IUBio

meetings and perceptions

S L Forsburg forsburg at nospamsalk.edu
Sun Oct 5 18:41:54 EST 1997


> From: 102374.3265 at compuserve.com (Alison Mack)

> --Have you found participating in meetings to be useful in promoting
> your
> own career? 

You bet.  The first meeting where I gave a big talk when I was a post
doc, I gave it because my PI couldn't go to the meeting.  I got
two job interviews out of that talk (two people came up to me,
separately, afterwards, to ask when I was coming on the market),
and I got at least one more small-meeting talk from it (organizer
wrote my PI, and said, "please come to our meeting, and if you
can't, can Susan?")

However, since I forged out on my own, I find that the
invitations to give meeting talks or seminars are 
few and far between.  Men in my field who have
done no more, or less, than I have been getting invited talks.
(sometimes one wonders, "where's the beef?")
It's frustrating, because it feels as though I'm being squeezed
out.  Right now my lab are doing good stuff, writing
 some papers,  so it's even more annoying.  
Plus, I give good talks.  :-)

> --Do you think women scientists have substantially different
> experiences at
> meetings than men?

yes.  Alice's comments about women feeling intimidated and men
feeling energized, while a generalization, has a big kernal of
truth in it.  Many men view meetings (at least, they behave at
meetings) like mediaeval knights at a joust--it's a contest
where they can prove themselves.  THere's a lot of posturing,
figuring out who's where in the heirarchy and how they can
get something out of the other guy.
To my mind, that gets in the way of the productive exchange of
information.  

It CAN be very funny to watch, though!  :-)
 
> -- Some female scientists I've spoken to have observed that relatively
> few
> women get invited to speak at meetings, and especially to give keynote
> addresses.

Here's a suggestion.  Go through the back of science, Nature, Cell, and
any other journals that advertise meetings with speaker lists.
Count the percentage of women on the list.  Correlate this with
women organizers.  Not uncommon to see lists where there are no
women at all, and many more women speakers when there's a woman
 organizer.

Women just don't get noticed.  I was speaking to one of my 
(male) colleagues this weekend about the paucity of women junior
faculty--and that poor representation is in the applicant
pool as well.  We agreed that there were about 50% women postdocs,
but far fewer than 50% job applicants are women.

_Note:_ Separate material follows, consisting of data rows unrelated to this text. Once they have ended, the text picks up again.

use serde_json::{json, Value};
use sqlx::postgres::PgPoolOptions;
use std::collections::HashMap;
use std::time::Duration;
use tide::http::{Method, Request, Response, StatusCode, Url};
use tide::Server;
use uuid::Uuid;

use otpvote::config::Config;
use otpvote::models::User;
use otpvote::{build_app, dao, AppState};

/**
 * A migrated database from TEST_DATABASE_URL (or DATABASE_URL), None when neither is set
 */
async fn live_app() -> Option<Server<AppState>> {
    let url = std::env::var("TEST_DATABASE_URL")
        .or_else(|_| std::env::var("DATABASE_URL"))
        .ok()?;

    let mut env = HashMap::new();
    env.insert("DATABASE_URL".to_string(), url);
    env.insert("JWT_SECRET".to_string(), "db-secret".to_string());
    env.insert("REDIS_URL".to_string(), "redis://127.0.0.1:1/".to_string());
    let config = Config::from_lookup(|key| env.get(key).cloned()).expect("config");

    let db = PgPoolOptions::new()
        .max_connections(5)
        .connect(&config.database_url)
        .await
        .expect("database");
    dao::migrate(&db).await.expect("migrations");

    let redis = redis::Client::open(config.redis_url.as_str()).expect("redis url");
    Some(build_app(AppState::new(config, db, redis)).expect("app"))
}

async fn voter(app: &Server<AppState>) -> (User, String) {
    let email = format!("{}@example.com", Uuid::new_v4());
    let user = dao::upsert_user(&app.state().db, &email).await.expect("user");
    let token = app.state().tokens.issue(user.id, &email).expect("token");
    (user, format!("Bearer {}", token))
}

fn request(method: Method, path: &str, auth: &str) -> Request {
    let mut req = Request::new(method, Url::parse(&format!("http://localhost{}", path)).unwrap());
    req.insert_header("Authorization", auth);
    req
}

fn json_request(method: Method, path: &str, auth: &str, body: Value) -> Request {
    let mut req = request(method, path, auth);
    req.set_body(tide::Body::from_json(&body).unwrap());
    req
}

async fn send(app: &Server<AppState>, req: Request) -> (StatusCode, Value) {
    let mut res: Response = app.respond(req).await.expect("response");
    let status = res.status();
    let body = res.body_string().await.unwrap_or_default();
    (status, serde_json::from_str(&body).unwrap_or(Value::Null))
}

async fn create_poll(app: &Server<AppState>, auth: &str, title: &str, options: &[&str]) -> Value {
    let (status, body) = send(
        app,
        json_request(Method::Post, "/polls", auth, json!({"title": title, "options": options})),
    )
    .await;
    assert_eq!(status, StatusCode::Created, "{}", body);
    body
}

async fn option_ids(app: &Server<AppState>, auth: &str, poll_id: &str) -> Vec<(String, String)> {
    let (status, body) = send(app, request(Method::Get, &format!("/polls/{}", poll_id), auth)).await;
    assert_eq!(status, StatusCode::Ok);
    body["options"]
        .as_array()
        .expect("options")
        .iter()
        .map(|o| {
            (
                o["id"].as_str().unwrap().to_string(),
                o["text"].as_str().unwrap().to_string(),
            )
        })
        .collect()
}

#[async_std::test]
async fn listing_is_newest_first() {
    let app = match live_app().await {
        Some(app) => app,
        None => return,
    };
    let (_, auth) = voter(&app).await;

    let older = create_poll(&app, &auth, "Breakfast?", &["Eggs", "Toast"]).await;
    async_std::task::sleep(Duration::from_millis(20)).await;
    let newer = create_poll(&app, &auth, "Dinner?", &["Soup", "Salad"]).await;

    let (status, body) = send(&app, request(Method::Get, "/polls", &auth)).await;
    assert_eq!(status, StatusCode::Ok);
    let ids: Vec<&str> = body
        .as_array()
        .unwrap()
        .iter()
        .map(|p| p["id"].as_str().unwrap())
        .collect();
    assert_eq!(
        ids,
        vec![newer["poll_id"].as_str().unwrap(), older["poll_id"].as_str().unwrap()]
    );
}

#[async_std::test]
async fn voting_end_to_end() {
    let app = match live_app().await {
        Some(app) => app,
        None => return,
    };
    let (creator, creator_auth) = voter(&app).await;
    let (_, ballot_auth) = voter(&app).await;

    let lunch = create_poll(&app, &creator_auth, "Lunch?", &["Tacos", "Pizza", "Ramen"]).await;
    let lunch_id = lunch["poll_id"].as_str().unwrap().to_string();
    assert_eq!(lunch["created_by"], creator.id.to_string());

    let options = option_ids(&app, &creator_auth, &lunch_id).await;
    let texts: Vec<&str> = options.iter().map(|(_, text)| text.as_str()).collect();
    assert_eq!(texts, vec!["Tacos", "Pizza", "Ramen"]);
    let pizza = options[1].0.clone();

    let other = create_poll(&app, &creator_auth, "Drinks?", &["Tea", "Coffee"]).await;
    let other_id = other["poll_id"].as_str().unwrap().to_string();
    let tea = option_ids(&app, &creator_auth, &other_id).await[0].0.clone();

    let vote_path = format!("/polls/{}/vote", lunch_id);
    let (status, body) = send(
        &app,
        json_request(Method::Post, &vote_path, &ballot_auth, json!({"option_id": pizza})),
    )
    .await;
    assert_eq!(status, StatusCode::Ok, "{}", body);
    assert_eq!(body["option_id"], pizza);

    let (status, body) = send(
        &app,
        json_request(Method::Post, &vote_path, &ballot_auth, json!({"option_id": pizza})),
    )
    .await;
    assert_eq!(status, StatusCode::Conflict);
    assert_eq!(body["error"], "CONFLICT");

    let (status, body) = send(
        &app,
        json_request(Method::Post, &vote_path, &creator_auth, json!({"option_id": tea})),
    )
    .await;
    assert_eq!(status, StatusCode::BadRequest);
    assert_eq!(body["message"], "Option does not belong to poll");

    let (status, _) = send(
        &app,
        json_request(
            Method::Post,
            &format!("/polls/{}/vote", Uuid::new_v4()),
            &creator_auth,
            json!({"option_id": pizza}),
        ),
    )
    .await;
    assert_eq!(status, StatusCode::NotFound);

    let voters_path = format!("/polls/{}/votes", lunch_id);
    let (status, _) = send(&app, request(Method::Get, &voters_path, &ballot_auth)).await;
    assert_eq!(status, StatusCode::Forbidden);
    let (status, body) = send(&app, request(Method::Get, &voters_path, &creator_auth)).await;
    assert_eq!(status, StatusCode::Ok);
    assert_eq!(body.as_array().unwrap().len(), 1);
    assert_eq!(body[0]["option_text"], "Pizza");

    let (status, body) = send(
        &app,
        request(Method::Get, &format!("/polls/{}/results", lunch_id), &ballot_auth),
    )
    .await;
    assert_eq!(status, StatusCode::Ok);
    assert_eq!(body["total_votes"], 1);
    let tally: Vec<(&str, i64)> = body["options"]
        .as_array()
        .unwrap()
        .iter()
        .map(|o| (o["option_text"].as_str().unwrap(), o["votes"].as_i64().unwrap()))
        .collect();
    assert_eq!(tally, vec![("Tacos", 0), ("Pizza", 1), ("Ramen", 0)]);
}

I remarked that everyone chases a few women "superstars"
--he replied, "but there are so few women superstars."
Yet with 50% women postdocs, shouldn't roughly half the
"Superstars" be women?  So more goes into being a superstar
and a hot proprety--it's also a way of
interacting.  I commented to my colleague that women tend
to be quieter and less in-your-face confident than men, and
so are overlooked. He bristled.  "There's no one here like that!"  
he said. 

Right.

I've also noticed that the bright young men are much more likely
to have a lot of positive press--which often ends up with meeting
invites.  ("My postdoc Joe Smith is on his own now, you should ask
HIM to give a talk!")  For whatever reason, women are less likely 
to have that push from a  mentor or interested observer.
They  fall through the cracks.  They don't stand out
and thus get ignored.  Also, I think there is often a 
discomfort  for some men dealing with young women -- as though
they can't get past the gender difference, or a fear that
someone will think they're sleeping together, or something.    

Finally, men are socialized to be very self-promoting
 confident of their place in the world.
Women who are selfpromoting get described as "manipulative",
"aggressive", and "bitchy", and those who arent end up, 
as Alice's post shows, being worn down by the non-science part and
questioning whether they belong in the field.  

Alice--stick it out.  You are here because you belong.  And
you can't win if you don't stay in the game!

-- 
-susan, who has been watching this biz for years now and finds that
the more things change, the more they stay the same.